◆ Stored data
* * * * *

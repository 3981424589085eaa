use crate::core::error::ClientError;
use serde::{Deserialize, Serialize};
use serde_json::Value;
use std::sync::atomic::{AtomicU64, Ordering};

/// JSON-RPC 2.0 request envelope
#[derive(Debug, Clone, Serialize, PartialEq)]
pub struct JsonRpcRequest {
    pub jsonrpc: &'static str,
    pub id: String,
    pub method: String,
    pub params: Vec<Value>,
}

#[derive(Debug, Clone, Deserialize, PartialEq)]
pub struct JsonRpcErrorObject {
    pub code: i64,
    pub message: String,
}

#[derive(Debug, Clone)]
pub struct JsonRpcResponse {
    pub id: Value,
    /// `Some(Value::Null)` for an explicit `"result": null`
    pub result: Option<Value>,
    pub error: Option<JsonRpcErrorObject>,
}

impl JsonRpcResponse {
    /// Decode a raw reply body into an envelope
    pub fn from_value(value: Value) -> Result<Self, ClientError> {
        let Value::Object(mut object) = value else {
            return Err(ClientError::Validation(
                "Malformed JSON-RPC response: not an object".to_string(),
            ));
        };

        let error = match object.remove("error") {
            None | Some(Value::Null) => None,
            Some(raw) => Some(
                serde_json::from_value::<JsonRpcErrorObject>(raw)
                    .map_err(|e| ClientError::Validation(format!("Malformed JSON-RPC error: {}", e)))?,
            ),
        };

        Ok(Self {
            id: object.remove("id").unwrap_or(Value::Null),
            result: object.remove("result"),
            error,
        })
    }

    /// The `result` member, or the `error` member as a protocol fault
    pub fn into_result(self) -> Result<Value, ClientError> {
        if let Some(error) = self.error {
            return Err(ClientError::Fault {
                code: error.code,
                message: error.message,
            });
        }
        self.result
            .ok_or_else(|| ClientError::Validation("JSON-RPC response has neither result nor error".to_string()))
    }
}

/// Builds envelopes with monotonically increasing ids
#[derive(Debug)]
pub struct JsonRpcEnvelope {
    prefix: String,
    next_id: AtomicU64,
    secret: Option<String>,
}

impl JsonRpcEnvelope {
    pub fn new(prefix: &str) -> Self {
        Self {
            prefix: prefix.to_string(),
            next_id: AtomicU64::new(1),
            secret: None,
        }
    }

    /// Prepend `token:<secret>` to every call's params
    pub fn with_secret(mut self, secret: Option<&str>) -> Self {
        self.secret = secret.filter(|s| !s.is_empty()).map(String::from);
        self
    }

    pub fn request(&self, method: &str, params: Vec<Value>) -> JsonRpcRequest {
        let id = self.next_id.fetch_add(1, Ordering::Relaxed);
        let mut all = Vec::with_capacity(params.len() + 1);
        if let Some(secret) = &self.secret {
            all.push(Value::String(format!("token:{}", secret)));
        }
        all.extend(params);

        JsonRpcRequest {
            jsonrpc: "2.0",
            id: format!("{}-{}", self.prefix, id),
            method: method.to_string(),
            params: all,
        }
    }
}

* * * * *

Check how many lines in the entries contain "JsonRpcResponse", and reply with that number alone.

2